*** Material for this exercise ***
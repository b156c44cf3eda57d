//! Planar area of geometries in a projected equal-area frame.

use dash_common::geojson::{Geometry, Position};

use crate::albers::AlbersEqualArea;

/// Area (m²) enclosed by a ring of geographic positions.
///
/// The ring is projected vertex by vertex and measured with the shoelace
/// formula, so the result is unsigned and independent of winding order.
/// Closing the ring explicitly is optional.
pub fn ring_area(proj: &AlbersEqualArea, ring: &[Position]) -> f64 {
    if ring.len() < 3 {
        return 0.0;
    }

    let projected: Vec<(f64, f64)> = ring.iter().map(|p| proj.forward(p[0], p[1])).collect();

    let mut twice_area = 0.0;
    for i in 0..projected.len() {
        let (x1, y1) = projected[i];
        let (x2, y2) = projected[(i + 1) % projected.len()];
        twice_area += x1 * y2 - x2 * y1;
    }

    (twice_area / 2.0).abs()
}

/// Area (m²) of a polygon: exterior ring minus holes.
pub fn polygon_area(proj: &AlbersEqualArea, rings: &[Vec<Position>]) -> f64 {
    let Some((exterior, holes)) = rings.split_first() else {
        return 0.0;
    };

    let holes: f64 = holes.iter().map(|h| ring_area(proj, h)).sum();
    (ring_area(proj, exterior) - holes).max(0.0)
}

/// Area (m²) of any geometry. Points and lines have no area.
pub fn geometry_area(proj: &AlbersEqualArea, geometry: &Geometry) -> f64 {
    geometry
        .polygons()
        .into_iter()
        .map(|rings| polygon_area(proj, rings))
        .sum()
}
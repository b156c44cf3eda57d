//! Dispatcher: routes control changes to the bindings that depend on them.

use std::collections::{BTreeMap, BTreeSet};
use std::sync::Arc;

use metrics::counter;
use thiserror::Error;
use tracing::{debug, info, instrument, warn};

use crate::binding::{Binding, BindingContext, BindingOutcome, FirePolicy, Services};
use crate::control::{ControlId, ControlSpec, ControlState, ControlValue};
use crate::view::{OutputTarget, OutputUpdate, Rendered, ViewState};

#[derive(Debug, Clone, PartialEq, Error)]
pub enum GraphError {
    #[error("Unknown control: {0}")]
    UnknownControl(String),

    #[error("Invalid value for '{control}': {message}")]
    InvalidValue { control: String, message: String },

    #[error("Output {target} is already written by binding {existing}")]
    DuplicateOutput { target: String, existing: String },

    #[error("Binding {binding} reads undeclared control {control}")]
    UndeclaredInput { binding: String, control: String },
}

/// Per-session mutable state: control values and what each output shows.
#[derive(Debug, Clone, Default)]
pub struct Session {
    pub controls: ControlState,
    pub view: ViewState,
}

/// The declared controls and the bindings between them and the outputs.
pub struct UpdateGraph {
    controls: BTreeMap<ControlId, ControlSpec>,
    bindings: Vec<Arc<dyn Binding>>,
    services: Services,
}

impl UpdateGraph {
    pub fn new(controls: Vec<ControlSpec>, services: Services) -> Self {
        Self {
            controls: controls.into_iter().map(|s| (s.id.clone(), s)).collect(),
            bindings: Vec::new(),
            services,
        }
    }

    /// Register a binding. Inputs must be declared controls and no other
    /// binding may already write the same output.
    pub fn register(&mut self, binding: Arc<dyn Binding>) -> Result<(), GraphError> {
        for input in binding.inputs() {
            if !self.controls.contains_key(input) {
                return Err(GraphError::UndeclaredInput {
                    binding: binding.name().to_string(),
                    control: input.to_string(),
                });
            }
        }

        if let Some(existing) = self.bindings.iter().find(|b| b.output() == binding.output()) {
            return Err(GraphError::DuplicateOutput {
                target: binding.output().to_string(),
                existing: existing.name().to_string(),
            });
        }

        debug!(binding = binding.name(), output = %binding.output(), "Registered binding");
        self.bindings.push(binding);
        Ok(())
    }

    pub fn controls(&self) -> impl Iterator<Item = &ControlSpec> {
        self.controls.values()
    }

    pub fn bindings(&self) -> &[Arc<dyn Binding>] {
        &self.bindings
    }

    pub fn outputs(&self) -> BTreeSet<&OutputTarget> {
        self.bindings.iter().map(|b| b.output()).collect()
    }

    /// A session seeded with every control's default value.
    pub fn new_session(&self) -> Session {
        Session {
            controls: ControlState::from_specs(self.controls.values()),
            view: ViewState::default(),
        }
    }

    /// Fire every `FiresOnInit` binding once, with no trigger.
    #[instrument(skip_all)]
    pub async fn initialize(&self, session: &mut Session) -> Vec<OutputUpdate> {
        let mut updates = Vec::new();
        for binding in &self.bindings {
            if binding.policy() != FirePolicy::FiresOnInit {
                continue;
            }
            if let Some(update) = self.fire(binding.as_ref(), session, None).await {
                updates.push(update);
            }
        }
        info!(fired = updates.len(), "Initialized session outputs");
        updates
    }

    /// Validate a raw event value and apply it.
    pub async fn dispatch(
        &self,
        session: &mut Session,
        control: &str,
        raw: &serde_json::Value,
    ) -> Result<Vec<OutputUpdate>, GraphError> {
        let id = ControlId::from(control);
        let spec = self
            .controls
            .get(&id)
            .ok_or_else(|| GraphError::UnknownControl(control.to_string()))?;
        let value = spec.parse_value(raw).map_err(|message| GraphError::InvalidValue {
            control: control.to_string(),
            message,
        })?;
        Ok(self.apply(session, id, value).await)
    }

    /// Store a control value and fire the bindings that read it.
    ///
    /// Nothing fires when the value is unchanged. Dependent bindings run in
    /// registration order, each to completion, all against the same
    /// control snapshot.
    #[instrument(skip_all, fields(control = %id))]
    pub async fn apply(
        &self,
        session: &mut Session,
        id: ControlId,
        value: ControlValue,
    ) -> Vec<OutputUpdate> {
        counter!("dash_events_total").increment(1);

        if !session.controls.set(id.clone(), value) {
            debug!("Control value unchanged, nothing fires");
            return Vec::new();
        }

        let mut updates = Vec::new();
        for binding in self.bindings.iter().filter(|b| b.inputs().contains(&id)) {
            if let Some(update) = self.fire(binding.as_ref(), session, Some(&id)).await {
                updates.push(update);
            }
        }
        updates
    }

    async fn fire(
        &self,
        binding: &dyn Binding,
        session: &mut Session,
        trigger: Option<&ControlId>,
    ) -> Option<OutputUpdate> {
        let ctx = BindingContext {
            controls: &session.controls,
            trigger,
            services: &self.services,
        };

        let rendered = match binding.compute(&ctx).await {
            Ok(BindingOutcome::Update(value)) => {
                record_fire(binding.name(), "update");
                Rendered::Value(value)
            }
            Ok(BindingOutcome::NoUpdate) => {
                record_fire(binding.name(), "no_update");
                debug!(binding = binding.name(), "Binding declined to update");
                return None;
            }
            Err(e) => {
                record_fire(binding.name(), "error");
                warn!(binding = binding.name(), error = %e, "Binding failed");
                Rendered::Error(e.to_string())
            }
        };

        session
            .view
            .replace(binding.output().clone(), rendered.clone());

        Some(OutputUpdate {
            target: binding.output().clone(),
            binding: binding.name().to_string(),
            rendered,
        })
    }
}

fn record_fire(binding: &str, outcome: &'static str) {
    counter!(
        "dash_binding_fires_total",
        "binding" => binding.to_string(),
        "outcome" => outcome
    )
    .increment(1);
}
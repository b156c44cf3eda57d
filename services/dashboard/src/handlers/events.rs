//! Control event handler.

use std::sync::Arc;
use std::time::Instant;

use axum::{body::Bytes, extract::Extension, Json};
use dash_common::DashError;
use metrics::histogram;
use serde::{Deserialize, Serialize};
use tracing::info;
use update_graph::{GraphError, OutputUpdate};

use super::ApiError;
use crate::state::AppState;

/// `{"control": "<component>.<property>", "value": <json>}`
#[derive(Debug, Deserialize)]
pub struct EventRequest {
    pub control: String,
    #[serde(default)]
    pub value: serde_json::Value,
}

#[derive(Debug, Serialize)]
pub struct EventResponse {
    pub updates: Vec<OutputUpdate>,
}

/// POST /api/events - Apply a control change and return the outputs it wrote
pub async fn events_handler(
    Extension(state): Extension<Arc<AppState>>,
    body: Bytes,
) -> Result<Json<EventResponse>, ApiError> {
    let event: EventRequest = serde_json::from_slice(&body).map_err(DashError::from)?;

    let start = Instant::now();
    let mut session = state.session.lock().await;
    let updates = state
        .graph
        .dispatch(&mut session, &event.control, &event.value)
        .await
        .map_err(to_dash_error)?;
    histogram!("dash_event_duration_ms").record(start.elapsed().as_secs_f64() * 1000.0);

    info!(
        control = %event.control,
        updates = updates.len(),
        errors = updates.iter().filter(|u| u.rendered.error().is_some()).count(),
        "Applied control event"
    );
    Ok(Json(EventResponse { updates }))
}

fn to_dash_error(err: GraphError) -> DashError {
    match err {
        GraphError::UnknownControl(id) => DashError::UnknownControl(id),
        GraphError::InvalidValue { control, message } => {
            DashError::InvalidValue { control, message }
        }
        other => DashError::Internal(other.to_string()),
    }
}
*** End of Material for this exercise ***
- Task to complete -
Wherever the word "AlbersEqualArea" appears in the data, return the whole line.

- Output below -
use crate::albers::AlbersEqualArea;
pub fn ring_area(proj: &AlbersEqualArea, ring: &[Position]) -> f64 {
pub fn polygon_area(proj: &AlbersEqualArea, rings: &[Vec<Position>]) -> f64 {
pub fn geometry_area(proj: &AlbersEqualArea, geometry: &Geometry) -> f64 {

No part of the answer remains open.